[WORK INSTRUCTION] Write out exactly the lines of the entries below from the one holding "filename crates/screener/src/scoring/scheme.rs" to the one holding "the cut thresholds", inclusive, and leave out all other lines.

[SOURCE RECORDS]
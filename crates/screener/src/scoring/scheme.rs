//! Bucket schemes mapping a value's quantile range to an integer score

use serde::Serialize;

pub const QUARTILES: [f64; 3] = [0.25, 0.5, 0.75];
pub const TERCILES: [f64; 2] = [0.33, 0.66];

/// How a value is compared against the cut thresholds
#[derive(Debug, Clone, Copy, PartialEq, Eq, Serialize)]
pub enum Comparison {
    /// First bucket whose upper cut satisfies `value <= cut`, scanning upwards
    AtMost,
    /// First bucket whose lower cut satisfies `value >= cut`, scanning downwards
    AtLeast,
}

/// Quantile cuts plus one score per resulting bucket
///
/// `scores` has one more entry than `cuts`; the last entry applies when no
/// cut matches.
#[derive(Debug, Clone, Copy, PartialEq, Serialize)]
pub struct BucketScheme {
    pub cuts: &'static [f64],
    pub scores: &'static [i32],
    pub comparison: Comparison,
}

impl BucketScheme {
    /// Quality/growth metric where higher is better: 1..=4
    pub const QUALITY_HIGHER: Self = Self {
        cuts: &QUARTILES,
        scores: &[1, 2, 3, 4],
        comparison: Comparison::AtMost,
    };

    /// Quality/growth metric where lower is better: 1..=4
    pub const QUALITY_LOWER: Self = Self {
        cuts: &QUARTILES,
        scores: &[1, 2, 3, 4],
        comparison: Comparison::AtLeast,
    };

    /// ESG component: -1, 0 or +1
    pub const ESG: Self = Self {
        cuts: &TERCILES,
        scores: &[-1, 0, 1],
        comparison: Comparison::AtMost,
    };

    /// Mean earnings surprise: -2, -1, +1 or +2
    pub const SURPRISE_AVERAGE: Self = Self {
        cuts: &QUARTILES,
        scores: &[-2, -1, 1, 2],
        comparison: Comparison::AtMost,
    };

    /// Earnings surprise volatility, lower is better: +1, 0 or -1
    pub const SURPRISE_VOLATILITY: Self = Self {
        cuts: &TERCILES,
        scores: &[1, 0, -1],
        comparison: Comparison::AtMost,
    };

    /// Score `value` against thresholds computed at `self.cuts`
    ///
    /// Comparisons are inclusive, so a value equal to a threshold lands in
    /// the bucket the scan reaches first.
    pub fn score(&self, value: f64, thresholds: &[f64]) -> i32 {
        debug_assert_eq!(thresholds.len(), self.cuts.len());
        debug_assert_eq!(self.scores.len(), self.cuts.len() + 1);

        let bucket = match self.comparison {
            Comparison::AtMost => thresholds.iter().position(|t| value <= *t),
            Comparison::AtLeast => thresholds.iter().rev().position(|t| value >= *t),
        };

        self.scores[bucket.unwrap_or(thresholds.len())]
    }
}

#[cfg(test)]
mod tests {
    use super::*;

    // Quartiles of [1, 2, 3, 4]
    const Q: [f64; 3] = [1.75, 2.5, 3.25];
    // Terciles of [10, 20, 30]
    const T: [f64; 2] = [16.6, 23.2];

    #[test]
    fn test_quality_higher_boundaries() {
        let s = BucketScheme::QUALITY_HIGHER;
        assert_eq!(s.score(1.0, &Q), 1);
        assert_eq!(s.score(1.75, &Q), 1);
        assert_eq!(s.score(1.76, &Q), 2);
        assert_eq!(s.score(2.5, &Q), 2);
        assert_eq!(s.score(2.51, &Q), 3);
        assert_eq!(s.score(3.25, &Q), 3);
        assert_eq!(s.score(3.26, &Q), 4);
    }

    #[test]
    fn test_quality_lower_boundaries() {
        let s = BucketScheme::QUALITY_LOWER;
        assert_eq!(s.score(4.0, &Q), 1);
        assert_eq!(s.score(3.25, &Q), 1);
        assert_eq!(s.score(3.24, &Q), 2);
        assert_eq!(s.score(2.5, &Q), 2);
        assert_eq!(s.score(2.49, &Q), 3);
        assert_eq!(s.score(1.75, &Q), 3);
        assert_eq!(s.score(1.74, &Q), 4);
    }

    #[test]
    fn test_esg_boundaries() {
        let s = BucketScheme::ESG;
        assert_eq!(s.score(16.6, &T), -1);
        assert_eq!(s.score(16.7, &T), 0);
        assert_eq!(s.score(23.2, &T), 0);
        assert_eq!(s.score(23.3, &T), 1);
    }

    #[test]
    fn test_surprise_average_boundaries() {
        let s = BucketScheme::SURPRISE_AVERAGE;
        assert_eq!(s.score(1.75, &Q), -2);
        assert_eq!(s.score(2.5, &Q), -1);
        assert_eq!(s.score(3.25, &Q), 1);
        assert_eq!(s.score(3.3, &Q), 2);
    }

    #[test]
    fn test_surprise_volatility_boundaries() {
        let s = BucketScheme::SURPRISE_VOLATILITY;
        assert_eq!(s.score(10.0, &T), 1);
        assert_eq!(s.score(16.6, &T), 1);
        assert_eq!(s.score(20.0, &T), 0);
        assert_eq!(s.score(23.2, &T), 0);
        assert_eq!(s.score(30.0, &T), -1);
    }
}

...

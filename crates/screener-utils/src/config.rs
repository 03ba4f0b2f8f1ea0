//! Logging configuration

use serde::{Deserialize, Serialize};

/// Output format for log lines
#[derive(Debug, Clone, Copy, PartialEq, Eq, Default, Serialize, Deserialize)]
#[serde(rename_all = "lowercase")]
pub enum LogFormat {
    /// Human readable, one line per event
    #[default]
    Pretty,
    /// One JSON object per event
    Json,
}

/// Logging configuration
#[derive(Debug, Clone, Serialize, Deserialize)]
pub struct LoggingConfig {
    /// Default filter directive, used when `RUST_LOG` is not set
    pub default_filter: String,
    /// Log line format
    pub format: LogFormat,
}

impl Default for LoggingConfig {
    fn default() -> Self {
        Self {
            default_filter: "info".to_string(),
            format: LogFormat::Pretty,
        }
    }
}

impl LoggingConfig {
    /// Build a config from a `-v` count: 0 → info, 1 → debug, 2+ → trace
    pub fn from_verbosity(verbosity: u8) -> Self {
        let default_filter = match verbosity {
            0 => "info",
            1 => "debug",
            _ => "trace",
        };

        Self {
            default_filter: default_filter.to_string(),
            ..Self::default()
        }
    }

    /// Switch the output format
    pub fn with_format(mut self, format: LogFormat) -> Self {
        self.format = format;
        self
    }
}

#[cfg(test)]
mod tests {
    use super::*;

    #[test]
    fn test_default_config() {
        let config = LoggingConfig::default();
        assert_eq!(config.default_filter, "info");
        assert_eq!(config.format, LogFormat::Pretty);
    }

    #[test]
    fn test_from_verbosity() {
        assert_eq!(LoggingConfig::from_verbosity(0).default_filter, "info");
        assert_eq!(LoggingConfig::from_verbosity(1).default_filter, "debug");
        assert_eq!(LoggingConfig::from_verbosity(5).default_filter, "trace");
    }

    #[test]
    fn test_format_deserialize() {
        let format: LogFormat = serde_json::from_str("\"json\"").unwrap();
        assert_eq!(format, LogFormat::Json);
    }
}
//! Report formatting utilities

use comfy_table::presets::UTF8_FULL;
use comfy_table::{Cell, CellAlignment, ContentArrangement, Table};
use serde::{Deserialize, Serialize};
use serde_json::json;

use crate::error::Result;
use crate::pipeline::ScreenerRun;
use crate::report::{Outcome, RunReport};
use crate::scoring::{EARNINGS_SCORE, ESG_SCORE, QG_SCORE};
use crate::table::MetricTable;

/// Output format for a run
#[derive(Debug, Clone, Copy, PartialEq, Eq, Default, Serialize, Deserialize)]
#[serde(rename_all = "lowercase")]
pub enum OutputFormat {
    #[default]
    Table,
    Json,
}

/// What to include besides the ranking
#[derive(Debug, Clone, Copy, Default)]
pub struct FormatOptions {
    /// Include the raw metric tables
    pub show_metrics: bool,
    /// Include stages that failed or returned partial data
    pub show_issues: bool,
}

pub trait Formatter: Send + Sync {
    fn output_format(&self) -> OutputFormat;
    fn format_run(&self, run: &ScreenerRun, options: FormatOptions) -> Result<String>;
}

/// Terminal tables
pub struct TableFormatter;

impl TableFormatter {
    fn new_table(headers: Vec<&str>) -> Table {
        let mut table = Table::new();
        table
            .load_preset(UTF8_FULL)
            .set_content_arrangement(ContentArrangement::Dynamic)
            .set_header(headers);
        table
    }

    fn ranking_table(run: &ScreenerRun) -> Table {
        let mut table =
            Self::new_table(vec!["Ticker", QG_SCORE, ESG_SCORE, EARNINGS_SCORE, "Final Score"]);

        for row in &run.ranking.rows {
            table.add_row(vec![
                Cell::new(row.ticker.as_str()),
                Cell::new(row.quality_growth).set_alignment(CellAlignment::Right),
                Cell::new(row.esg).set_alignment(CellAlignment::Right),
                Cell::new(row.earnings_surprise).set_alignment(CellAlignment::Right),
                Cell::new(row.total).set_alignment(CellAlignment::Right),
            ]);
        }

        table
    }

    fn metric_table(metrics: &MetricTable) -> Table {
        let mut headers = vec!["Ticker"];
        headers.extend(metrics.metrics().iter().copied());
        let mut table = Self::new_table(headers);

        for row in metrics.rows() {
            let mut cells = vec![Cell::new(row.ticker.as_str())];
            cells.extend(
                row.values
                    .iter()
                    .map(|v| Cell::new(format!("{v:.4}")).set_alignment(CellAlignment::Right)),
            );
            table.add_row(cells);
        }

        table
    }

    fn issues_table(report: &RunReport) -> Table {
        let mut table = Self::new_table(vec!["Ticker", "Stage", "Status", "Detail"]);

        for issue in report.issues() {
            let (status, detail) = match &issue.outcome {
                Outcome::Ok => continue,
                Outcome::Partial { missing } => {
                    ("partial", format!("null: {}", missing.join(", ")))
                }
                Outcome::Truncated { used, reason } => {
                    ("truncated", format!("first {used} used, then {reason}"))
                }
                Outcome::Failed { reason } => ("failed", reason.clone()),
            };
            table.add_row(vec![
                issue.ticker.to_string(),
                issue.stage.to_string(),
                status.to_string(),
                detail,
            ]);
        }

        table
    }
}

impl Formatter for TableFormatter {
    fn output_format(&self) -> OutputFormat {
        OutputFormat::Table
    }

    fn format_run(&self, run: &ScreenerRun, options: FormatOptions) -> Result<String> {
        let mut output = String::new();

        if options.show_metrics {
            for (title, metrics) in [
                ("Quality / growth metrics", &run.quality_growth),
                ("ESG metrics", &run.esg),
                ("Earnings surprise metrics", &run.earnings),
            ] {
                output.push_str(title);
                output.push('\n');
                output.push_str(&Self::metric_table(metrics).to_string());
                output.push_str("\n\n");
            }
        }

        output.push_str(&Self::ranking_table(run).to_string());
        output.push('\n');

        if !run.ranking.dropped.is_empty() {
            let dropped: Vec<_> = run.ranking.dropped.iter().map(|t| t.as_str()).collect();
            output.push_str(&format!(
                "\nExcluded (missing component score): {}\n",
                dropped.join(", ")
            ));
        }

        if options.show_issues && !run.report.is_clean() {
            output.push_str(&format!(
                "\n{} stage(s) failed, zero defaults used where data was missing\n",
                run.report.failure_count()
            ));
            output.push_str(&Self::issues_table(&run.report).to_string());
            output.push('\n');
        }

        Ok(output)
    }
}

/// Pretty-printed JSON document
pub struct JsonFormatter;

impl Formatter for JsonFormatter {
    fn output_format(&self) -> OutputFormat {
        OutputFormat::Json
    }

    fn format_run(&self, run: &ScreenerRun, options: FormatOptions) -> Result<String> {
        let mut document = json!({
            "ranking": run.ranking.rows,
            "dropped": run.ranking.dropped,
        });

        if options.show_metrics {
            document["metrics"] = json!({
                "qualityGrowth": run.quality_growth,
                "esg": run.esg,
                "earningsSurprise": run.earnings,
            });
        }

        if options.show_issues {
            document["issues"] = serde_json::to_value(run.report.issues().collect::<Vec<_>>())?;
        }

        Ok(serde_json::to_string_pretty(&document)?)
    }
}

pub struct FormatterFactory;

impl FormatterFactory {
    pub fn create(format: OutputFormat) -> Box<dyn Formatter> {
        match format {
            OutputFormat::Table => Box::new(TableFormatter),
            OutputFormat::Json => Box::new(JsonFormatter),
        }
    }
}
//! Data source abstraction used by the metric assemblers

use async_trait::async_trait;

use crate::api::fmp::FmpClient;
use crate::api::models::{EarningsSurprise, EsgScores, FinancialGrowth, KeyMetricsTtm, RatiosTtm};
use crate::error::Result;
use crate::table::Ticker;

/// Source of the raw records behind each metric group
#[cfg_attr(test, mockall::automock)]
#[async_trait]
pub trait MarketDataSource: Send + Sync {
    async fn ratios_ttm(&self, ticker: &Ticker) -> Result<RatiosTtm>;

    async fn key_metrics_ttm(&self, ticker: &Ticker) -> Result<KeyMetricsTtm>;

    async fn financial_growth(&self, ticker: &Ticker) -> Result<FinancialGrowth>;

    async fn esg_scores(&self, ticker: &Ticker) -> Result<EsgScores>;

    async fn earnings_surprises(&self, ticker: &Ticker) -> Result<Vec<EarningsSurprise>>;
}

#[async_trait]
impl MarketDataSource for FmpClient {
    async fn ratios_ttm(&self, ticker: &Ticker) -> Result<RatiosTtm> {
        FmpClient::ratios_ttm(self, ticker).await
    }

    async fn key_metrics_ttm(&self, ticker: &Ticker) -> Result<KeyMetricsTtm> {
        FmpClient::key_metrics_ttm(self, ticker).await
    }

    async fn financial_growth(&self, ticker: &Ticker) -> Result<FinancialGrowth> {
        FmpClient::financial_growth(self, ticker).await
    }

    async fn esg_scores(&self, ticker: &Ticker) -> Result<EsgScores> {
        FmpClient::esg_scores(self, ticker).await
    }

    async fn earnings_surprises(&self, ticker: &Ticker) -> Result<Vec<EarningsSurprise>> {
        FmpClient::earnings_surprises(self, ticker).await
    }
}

[ANSWER AREA]
filename crates/screener/src/scoring/scheme.rs
//! Bucket schemes mapping a value's quantile range to an integer score

use serde::Serialize;

pub const QUARTILES: [f64; 3] = [0.25, 0.5, 0.75];
pub const TERCILES: [f64; 2] = [0.33, 0.66];

/// How a value is compared against the cut thresholds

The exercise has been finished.